Are you maybe trying to create a bond or a team?

What is the purpose of the bridge?

What you are describing sounds like a routing conflict like when you assign default gateway to more than one iface.

----------

## Sherban

Thanks for your reply, using a static IP does work. But why?

My setup should be generally correcly configured, it worked with systemd-248.6.

Specifically I don't have iptables in my kernel .config, and I think I don't need it, because "my" is not filtering anything.

I want a bridge (and not bonding) because "my" and "ny" are remote (in my garage) and I have only one LAN port there available (and don't want to add a switch there).

"my" has four interfaces, so I connect "my" (enp1s0) to the LAN port, and "ny" to the bridged enp4s0 interface of "my".
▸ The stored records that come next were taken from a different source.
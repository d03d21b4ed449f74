pub mod config;
pub mod file;
pub mod local;
pub mod multiplexer;
pub mod network;
pub mod packet;
pub mod pipe;
pub mod protocol;
pub mod types;

// Re-export only what's needed by external users
pub use config::ClusterConfig;
pub use file::ClusterFile;
pub use local::LocalCluster;
pub use multiplexer::{Multiplexer, Session};
pub use packet::{Packet, PacketPool};
pub use pipe::{Pipe, WireValue};
pub use protocol::ClusterNode;
pub use types::{AccessMode, ChannelId, ClusterError, ClusterMessage, GatherOp, NodeId, NodeInfo, NodeRole, Result};
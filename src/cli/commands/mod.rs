pub mod auth;
pub mod bank;
pub mod coa;
pub mod company;
pub mod config;
pub mod dashboard;
pub mod depreciation;
pub mod iou;
pub mod partner;
pub mod requisition;
pub mod series;
pub mod system;
pub mod voucher;

use crate::cli::core::CommandError;
use crate::cli::registry::{CommandEntry, CommandRegistry};

const ROOT_COMMAND_ORDER: &[&str] = &[
    "login",
    "logout",
    "whoami",
    "company",
    "coa",
    "bank",
    "partner",
    "voucher",
    "series",
    "iou",
    "requisition",
    "dashboard",
    "depreciation",
    "config",
    "help",
    "version",
    "exit",
];

pub(crate) fn all_entries() -> Vec<CommandEntry> {
    let mut commands = Vec::new();
    commands.extend(auth::definitions());
    commands.extend(company::definitions());
    commands.extend(coa::definitions());
    commands.extend(bank::definitions());
    commands.extend(partner::definitions());
    commands.extend(voucher::definitions());
    commands.extend(series::definitions());
    commands.extend(iou::definitions());
    commands.extend(requisition::definitions());
    commands.extend(dashboard::definitions());
    commands.extend(depreciation::definitions());
    commands.extend(config::definitions());
    commands.extend(system::definitions());
    commands
}

pub(crate) fn registry() -> CommandRegistry {
    CommandRegistry::ordered(all_entries(), ROOT_COMMAND_ORDER)
}

/// Splits `args` into the action word and the remaining arguments.
pub(crate) fn split_action<'a>(
    args: &'a [&'a str],
    usage: &str,
) -> Result<(String, &'a [&'a str]), CommandError> {
    match args.split_first() {
        Some((action, rest)) => Ok((action.to_lowercase(), rest)),
        None => Err(CommandError::InvalidArguments(format!("usage: {}", usage))),
    }
}

pub(crate) fn unknown_action(command: &str, action: &str) -> CommandError {
    CommandError::InvalidArguments(format!("unknown {} action `{}`", command, action))
}
use ledgerdesk_core::CoaService;
use ledgerdesk_domain::{AccountType, ChartOfAccount};

use crate::cli::args::{require_id, ArgMap};
use crate::cli::commands::{split_action, unknown_action};
use crate::cli::core::{CommandError, CommandResult, ShellContext};
use crate::cli::io;
use crate::cli::output::{block, section as output_section};
use crate::cli::registry::CommandEntry;
use crate::cli::ui::formatting::yes_no;
use crate::cli::ui::table_renderer::{Table, TableColumn};

const USAGE: &str = "coa <list [--type T] [--ledger]|tree|add <name> [--parent CODE] [--type T] [--group] [--cash|--bank]|edit <id> [--name N] [--active yes|no]>";

pub(crate) fn definitions() -> Vec<CommandEntry> {
    vec![CommandEntry::new(
        "coa",
        "Browse and maintain the chart of accounts",
        USAGE,
        cmd_coa,
    )
    .with_actions(&["list", "tree", "add", "edit"])]
}

fn cmd_coa(context: &mut ShellContext, args: &[&str]) -> CommandResult {
    let (action, rest) = split_action(args, USAGE)?;
    let args = ArgMap::parse(rest);
    match action.as_str() {
        "list" => list_accounts(context, &args),
        "tree" => show_tree(context, &args),
        "add" => add_account(context, &args),
        "edit" => edit_account(context, &args),
        other => Err(unknown_action("coa", other)),
    }
}

fn parse_type(raw: &str) -> Result<AccountType, CommandError> {
    AccountType::parse(raw).ok_or_else(|| {
        CommandError::InvalidArguments(format!(
            "unknown account type `{}` (asset, liability, equity, income, expense)",
            raw
        ))
    })
}

fn list_accounts(context: &mut ShellContext, args: &ArgMap<'_>) -> CommandResult {
    let company_id = context.company(args)?;
    let account_type = args.get("type").map(parse_type).transpose()?;
    let mut accounts = context.api.chart_of_accounts(company_id)?;
    accounts.sort_by(|a, b| a.code.cmp(&b.code));

    let ledger_only = args.has("ledger");
    let rows: Vec<&ChartOfAccount> = accounts
        .iter()
        .filter(|account| account_type.map_or(true, |t| account.account_type == t))
        .filter(|account| !ledger_only || (account.is_active && !account.is_group))
        .collect();
    if rows.is_empty() {
        io::print_info("No accounts match.");
        return Ok(());
    }

    let mut table = Table::new(vec![
        TableColumn::right("ID"),
        TableColumn::left("Code"),
        TableColumn::left("Name").max(40),
        TableColumn::left("Type"),
        TableColumn::left("Group"),
        TableColumn::left("Kind"),
        TableColumn::left("Active"),
    ]);
    for account in rows {
        let kind = if account.is_cash {
            "cash"
        } else if account.is_bank {
            "bank"
        } else {
            ""
        };
        table.push([
            account.id.map(|id| id.to_string()).unwrap_or_default(),
            account.code.clone(),
            account.name.clone(),
            account.account_type.to_string(),
            yes_no(account.is_group).to_string(),
            kind.to_string(),
            yes_no(account.is_active).to_string(),
        ]);
    }
    block(&table.render());
    Ok(())
}

/// Tree lines such as `  1101 Cash in Hand`, indented two spaces per level.
pub(crate) fn render_tree(accounts: &[ChartOfAccount]) -> Vec<String> {
    CoaService::build_tree(accounts)
        .iter()
        .flat_map(|root| {
            root.flatten()
                .into_iter()
                .map(|(depth, account)| {
                    let marker = if account.is_group { "+" } else { "-" };
                    let inactive = if account.is_active { "" } else { " (inactive)" };
                    format!(
                        "{}{} {} {}{}",
                        "  ".repeat(depth),
                        marker,
                        account.code,
                        account.name,
                        inactive
                    )
                })
                .collect::<Vec<_>>()
        })
        .collect()
}

fn show_tree(context: &mut ShellContext, args: &ArgMap<'_>) -> CommandResult {
    let company_id = context.company(args)?;
    let accounts = context.api.chart_of_accounts(company_id)?;
    if accounts.is_empty() {
        io::print_info("The chart of accounts is empty. Start with `coa add Assets --type asset --group`.");
        return Ok(());
    }
    output_section("Chart of accounts");
    block(&render_tree(&accounts).join("\n"));
    Ok(())
}

fn add_account(context: &mut ShellContext, args: &ArgMap<'_>) -> CommandResult {
    let name = args.rest(0).ok_or_else(|| {
        CommandError::InvalidArguments("usage: coa add <name> [--parent CODE] [--type T]".into())
    })?;
    let parent = args.get("parent");
    let account_type = match (args.get("type"), parent) {
        (Some(raw), _) => parse_type(raw)?,
        // Children take the parent's type.
        (None, Some(_)) => AccountType::Asset,
        (None, None) => {
            return Err(CommandError::InvalidArguments(
                "top-level accounts need `--type`".into(),
            ))
        }
    };

    let mut draft = ChartOfAccount::new(String::new(), name, account_type);
    draft.is_group = args.boolean("group")?.unwrap_or(false);
    draft.is_cash = args.boolean("cash")?.unwrap_or(false);
    draft.is_bank = args.boolean("bank")?.unwrap_or(false);

    let company_id = context.company(args)?;
    let created = context.api.create_account(company_id, draft, parent)?;
    io::print_success(format!(
        "Account {} {} created ({}).",
        created.code, created.name, created.account_type
    ));
    Ok(())
}

fn edit_account(context: &mut ShellContext, args: &ArgMap<'_>) -> CommandResult {
    let id = require_id(args, 0, "coa edit <id> [--name N] [--active yes|no]")?;
    let company_id = context.company(args)?;
    let accounts = context.api.chart_of_accounts(company_id)?;
    let mut account = CoaService::find(&accounts, id)
        .cloned()
        .ok_or_else(|| CommandError::Message(format!("Account {} not found.", id)))?;

    let mut changed = false;
    if let Some(name) = args.string("name") {
        account.name = name;
        changed = true;
    }
    for (key, flag) in [
        ("active", &mut account.is_active),
        ("group", &mut account.is_group),
        ("cash", &mut account.is_cash),
        ("bank", &mut account.is_bank),
    ] {
        if let Some(value) = args.boolean(key)? {
            *flag = value;
            changed = true;
        }
    }
    if !changed {
        return Err(CommandError::InvalidArguments(
            "nothing to change; pass `--name` or a flag such as `--active no`".into(),
        ));
    }

    let updated = context.api.update_account(company_id, &account)?;
    io::print_success(format!("Account {} updated.", updated.code));
    Ok(())
}

#[cfg(test)]
mod tests {
    use serde_json::json;

    use ledgerdesk_core::Method;
    use ledgerdesk_domain::{AccountType, ChartOfAccount};

    use super::render_tree;
    use crate::cli::core::process_script;
    use crate::cli::test_support::signed_in_context;

    const COA_PATH: &str = "/api/chart-of-accounts/get-all-coa";

    fn chart() -> serde_json::Value {
        json!([
            { "id": 1, "code": "1", "name": "Assets", "accountType": "ASSET", "isGroup": true },
            { "id": 2, "code": "101", "name": "Cash", "accountType": "ASSET", "parentCode": "1", "isGroup": true },
            { "id": 3, "code": "10101", "name": "Petty Cash", "accountType": "ASSET", "parentCode": "101", "isCash": true }
        ])
    }

    #[test]
    fn tree_indents_children() {
        let accounts: Vec<ChartOfAccount> = serde_json::from_value(chart()).unwrap();
        let lines = render_tree(&accounts);
        assert_eq!(lines, vec!["+ 1 Assets", "  + 101 Cash", "    - 10101 Petty Cash"]);
    }

    #[test]
    fn add_generates_the_next_child_code() {
        let (mut context, fixture) = signed_in_context();
        fixture
            .respond(Method::Get, COA_PATH, chart())
            .respond(
                Method::Post,
                "/api/chart-of-accounts/create-coa",
                json!({ "code": "10102", "name": "Cash at Till", "accountType": "ASSET" }),
            );

        process_script(&mut context, &["coa add Cash at Till --parent 101"]).expect("script");

        let sent = fixture.sent_to(Method::Post, "/api/chart-of-accounts/create-coa");
        assert_eq!(sent.len(), 1);
        let body = sent[0].body.as_ref().expect("body");
        assert_eq!(body["code"], "10102");
        assert_eq!(body["parentCode"], "101");
        assert_eq!(body["name"], "Cash at Till");
    }

    #[test]
    fn top_level_add_needs_a_type() {
        let (mut context, fixture) = signed_in_context();
        process_script(&mut context, &["coa add Suspense"]).expect("script");
        assert!(fixture.transport.sent().is_empty());
        assert_eq!(AccountType::parse("liabilities"), Some(AccountType::Liability));
    }

    #[test]
    fn edit_patches_the_account() {
        let (mut context, fixture) = signed_in_context();
        fixture
            .respond(Method::Get, COA_PATH, chart())
            .respond(
                Method::Patch,
                "/api/chart-of-accounts/update-coa/3",
                json!({ "id": 3, "code": "10101", "name": "Petty Cash", "accountType": "ASSET", "isActive": false }),
            );
        process_script(&mut context, &["coa edit 3 --active no"]).expect("script");
        let sent = fixture.sent_to(Method::Patch, "/api/chart-of-accounts/update-coa/3");
        assert_eq!(sent[0].body.as_ref().expect("body")["isActive"], false);
    }
}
This is the routing table of "my" with static IP for the bridge:

```
Kernel IP Routentabelle

Ziel            Router          Genmask         Flags Metric Ref    Use Iface

default         xi.sasthei.de.1 0.0.0.0         UG    0      0        0 br0

default         xi.sasthei.de.1 0.0.0.0         UG    1002   0        0 enp1s0

192.168.14.0    0.0.0.0         255.255.255.224 U     0      0        0 br0

192.168.14.0    0.0.0.0         255.255.255.224 U     1002   0        0 enp1s0

```

And this ist the routing table of "my" with DHCP for the bridge (is identical for both systemd 248.6 and systemd-149.4):

```
Kernel IP Routentabelle

Ziel            Router          Genmask         Flags Metric Ref    Use Iface

default         xi.sasthei.de.1 0.0.0.0         UG    1002   0        0 enp1s0

default         xi.sasthei.de.1 0.0.0.0         UG    1024   0        0 br0

192.168.14.0    0.0.0.0         255.255.255.224 U     1002   0        0 enp1s0

192.168.14.0    0.0.0.0         255.255.255.224 U     1024   0        0 br0

xi.sasthei.de.1 0.0.0.0         255.255.255.255 UH    1024   0        0 br0
```

Anything wrong with that? And systemd now handles my faulty routing "correctly"?

----------

## alamahant

 *Quote:*   

> 
> 
> default         xi.sasthei.de.1 0.0.0.0         UG    1002   0        0 enp1s0
> 
> default         xi.sasthei.de.1 0.0.0.0         UG    1024   0        0 br0
> ...

 

This is your problem.

2 default gateway for the same network.It should ONLY be one.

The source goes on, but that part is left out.